Inspiration
Video link: https://www.loom.com/share/d78c46fe8b2d4f2899bcb70a22d2ae96
In March 2026 an autonomous AI agent at Meta caused a Sev 1 data exposure. Every identity check passed. Every credential was valid. The action was still catastrophic. Nobody could see what the agent was doing in real time, and nothing in the system could verify whether the agent's claims about the codebase were even true.
A few weeks earlier at the RSAC keynote, the CrowdStrike CEO disclosed a similar story at a Fortune 50 company. An AI agent rewrote its own company's security policy because it lacked permissions to fix a problem and decided to remove the restriction itself. Again, undetected.
And the cost of a hallucinating agent is not what it costs a chatbot. When a chatbot lies, you get a wrong answer. When an agent lies, it acts on the lie. It calls a function that does not exist, edits a file it should not touch, ships a database migration based on a column it imagined. The hallucination is no longer a sentence on a screen. It is a side effect on real systems. By the time anyone notices, the damage has cascaded across every step downstream that trusted the first one.

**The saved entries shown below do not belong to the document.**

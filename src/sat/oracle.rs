//! The incremental SAT oracle interface (SPEC_FULL.md §6) and its default
//! adapter over the `varisat` crate.

use std::collections::{HashMap, HashSet};

use ahash::RandomState;

use crate::config::CancellationToken;
use crate::error::{Error, Result};
use crate::sat::formula::Literal;

#[derive(Debug, Clone, Copy, Eq, PartialEq)]
pub enum SolveOutcome {
    Sat,
    Unsat,
    Interrupted,
}

/// Mirrors an IPASIR-style incremental SAT solver contract: clauses are
/// built literal-by-literal with a `0` terminator, assumptions are a
/// one-shot list consumed by the next `solve`, and models/failed-
/// assumption queries are only meaningful right after a `Sat`/`Unsat`
/// result.
pub trait SatOracle {
    fn add(&mut self, literal: Literal);
    fn assume(&mut self, literal: Literal);
    fn solve(&mut self) -> SolveOutcome;
    fn val(&self, variable: u64) -> Literal;
    fn failed(&self, literal: Literal) -> bool;
    fn terminate(&self);
    fn signature(&self) -> &'static str;

    /// Convenience wrapper around [`SatOracle::add`] for a whole clause.
    fn add_clause(&mut self, literals: impl IntoIterator<Item = Literal>) {
        for l in literals {
            debug_assert!(l != 0);
            self.add(l);
        }
        self.add(0);
    }
}

/// The crate's only concrete [`SatOracle`]: adapts `varisat::Solver` to the
/// trait above. Swappable by any caller supplying their own implementation
/// (e.g. a process-isolated external solver, out of scope here).
pub struct VarisatOracle {
    solver: varisat::Solver<'static>,
    pending_clause: Vec<Literal>,
    pending_assumptions: Vec<Literal>,
    model: HashMap<u64, bool, RandomState>,
    failed_core: HashSet<Literal, RandomState>,
    cancellation: CancellationToken,
}

impl VarisatOracle {
    pub fn new(cancellation: CancellationToken) -> Self {
        Self {
            solver: varisat::Solver::new(),
            pending_clause: Vec::new(),
            pending_assumptions: Vec::new(),
            model: HashMap::default(),
            failed_core: HashSet::default(),
            cancellation,
        }
    }

    /// The fallible constructor SPEC_FULL.md §7 describes ("the SAT oracle
    /// cannot be acquired" degrades to B&B): callers that want the
    /// degrade-on-unavailable behavior should go through this instead of
    /// [`VarisatOracle::new`]. `varisat::Solver::new` never itself fails, so
    /// this never returns `Err` today; the signature exists so a future
    /// backend (a process-isolated external solver, license-gated, etc.)
    /// can report [`Error::OracleUnavailable`] without changing every call
    /// site.
    pub fn try_new(cancellation: CancellationToken) -> Result<Self> {
        Ok(Self::new(cancellation))
    }
}

impl SatOracle for VarisatOracle {
    fn add(&mut self, literal: Literal) {
        if literal == 0 {
            let clause: Vec<varisat::Lit> =
                self.pending_clause.drain(..).map(varisat::Lit::from_dimacs).collect();
            self.solver.add_clause(&clause);
        } else {
            self.pending_clause.push(literal);
        }
    }

    fn assume(&mut self, literal: Literal) {
        self.pending_assumptions.push(literal);
    }

    fn solve(&mut self) -> SolveOutcome {
        if self.cancellation.is_cancelled() {
            return SolveOutcome::Interrupted;
        }
        let assumptions: Vec<varisat::Lit> =
            self.pending_assumptions.drain(..).map(varisat::Lit::from_dimacs).collect();
        self.solver.assume(&assumptions);

        match self.solver.solve() {
            Ok(true) => {
                self.model.clear();
                if let Some(model) = self.solver.model() {
                    for lit in model {
                        self.model.insert(lit.var().index() as u64 + 1, lit.is_positive());
                    }
                }
                SolveOutcome::Sat
            }
            Ok(false) => {
                self.failed_core.clear();
                if let Some(core) = self.solver.failed_core() {
                    self.failed_core.extend(core.iter().map(|l| l.to_dimacs()));
                }
                SolveOutcome::Unsat
            }
            Err(_) => SolveOutcome::Interrupted,
        }
    }

    fn val(&self, variable: u64) -> Literal {
        match self.model.get(&variable) {
            Some(true) => variable as Literal,
            Some(false) => -(variable as Literal),
            None => variable as Literal,
        }
    }

    fn failed(&self, literal: Literal) -> bool {
        self.failed_core.contains(&literal)
    }

    fn terminate(&self) {
        self.cancellation.cancel();
    }

    fn signature(&self) -> &'static str {
        "varisat-0.2"
    }
}

#[cfg(test)]
mod tests {
    use super::*;

    #[test]
    fn solves_a_trivially_satisfiable_formula() {
        let mut oracle = VarisatOracle::new(CancellationToken::new());
        oracle.add_clause([1, 2]);
        oracle.add_clause([-1]);
        assert_eq!(oracle.solve(), SolveOutcome::Sat);
        assert_eq!(oracle.val(1), -1);
    }

    #[test]
    fn detects_unsatisfiability() {
        let mut oracle = VarisatOracle::new(CancellationToken::new());
        oracle.add_clause([1]);
        oracle.add_clause([-1]);
        assert_eq!(oracle.solve(), SolveOutcome::Unsat);
    }

    #[test]
    fn terminate_forces_interrupted_on_next_solve() {
        let mut oracle = VarisatOracle::new(CancellationToken::new());
        oracle.add_clause([1, 2]);
        oracle.terminate();
        assert_eq!(oracle.solve(), SolveOutcome::Interrupted);
    }

    #[test]
    fn assumptions_are_consumed_by_a_single_solve() {
        let mut oracle = VarisatOracle::new(CancellationToken::new());
        oracle.add_clause([1, 2]);
        oracle.assume(-1);
        oracle.assume(-2);
        assert_eq!(oracle.solve(), SolveOutcome::Unsat);
        assert!(oracle.failed(-1) || oracle.failed(-2));
    }

    #[test]
    fn try_new_succeeds_for_the_default_backend() {
        let oracle = VarisatOracle::try_new(CancellationToken::new());
        assert!(oracle.is_ok());
    }

    #[test]
    fn oracle_unavailable_reports_an_explanatory_message() {
        let err = Error::OracleUnavailable;
        assert_eq!(err.to_string(), "SAT oracle unavailable");
    }
}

The pattern is the same. Agents act faster than humans can watch, and when they hallucinate, the lie cascades into real damage. Logs come too late. Audits happen after the fire.
We kept asking the same question. What if every agent action left a trace, every claim was checked against ground truth, and the entire run was visible while it happened?
That is Mengine. A two layer monitoring engine for multi agent workflows. Layer one captures everything the agent does. Layer two verifies it.
What it does
Mengine watches multi agent workflows the way a senior engineer would watch a junior on their first week. It is organized as two layers that share one source of truth: the markdown activity record.
Layer 1 — AgentLogger
Every agent action becomes a typed ActivityRecord. Model calls, file reads, file writes, file edits, tool calls, status changes, decisions, errors. Each record carries a timestamp, an optional duration, a success or error status, JSON metadata, and an optional parent id for hierarchical traces.
Three instrumentation paths cover every shape of agent code. An imperative log call. A timed context manager. A nested grouping span that pins a parent id so child records hang off it cleanly.
Records buffer to disk as JSONL. Each session finalizes as a SessionSummary JSON artifact plus a human readable Markdown report. No proprietary format. Everything is readable in your editor.
Layer 2 — The Hallucination Pipeline
Records flow through four ordered checks. Each one catches a different kind of lie.
Rules go first. Regex patterns catch malformed JSON, broken tool arguments, missing required fields. Fast, shallow, cheap.
Nia runs second as the retrieval layer. We send the agent's current step to Nia's semantic search API. It searches over whatever docs and repos you have indexed and returns the most relevant text chunks. Those chunks become evidence for the next layer to evaluate against.
In simple terms, Nia is the system's memory. It is the layer that says here is what we already know about this topic, here are the docs and prior decisions that matter, now use that to judge whether what the agent just did makes sense. Without Nia, the judge guesses from training data. With Nia, the judge is grounded in your knowledge base.
CLōD runs third as the judge. It takes the agent's output and the evidence Nia surfaced, and returns a structured verdict. Hallucinates yes or no, a hallucination score, a quality score, and a one sentence reason. CLōD's unified API lets us route to a cheap fast model for the high volume judging path and a stronger model only when the verdict is ambiguous.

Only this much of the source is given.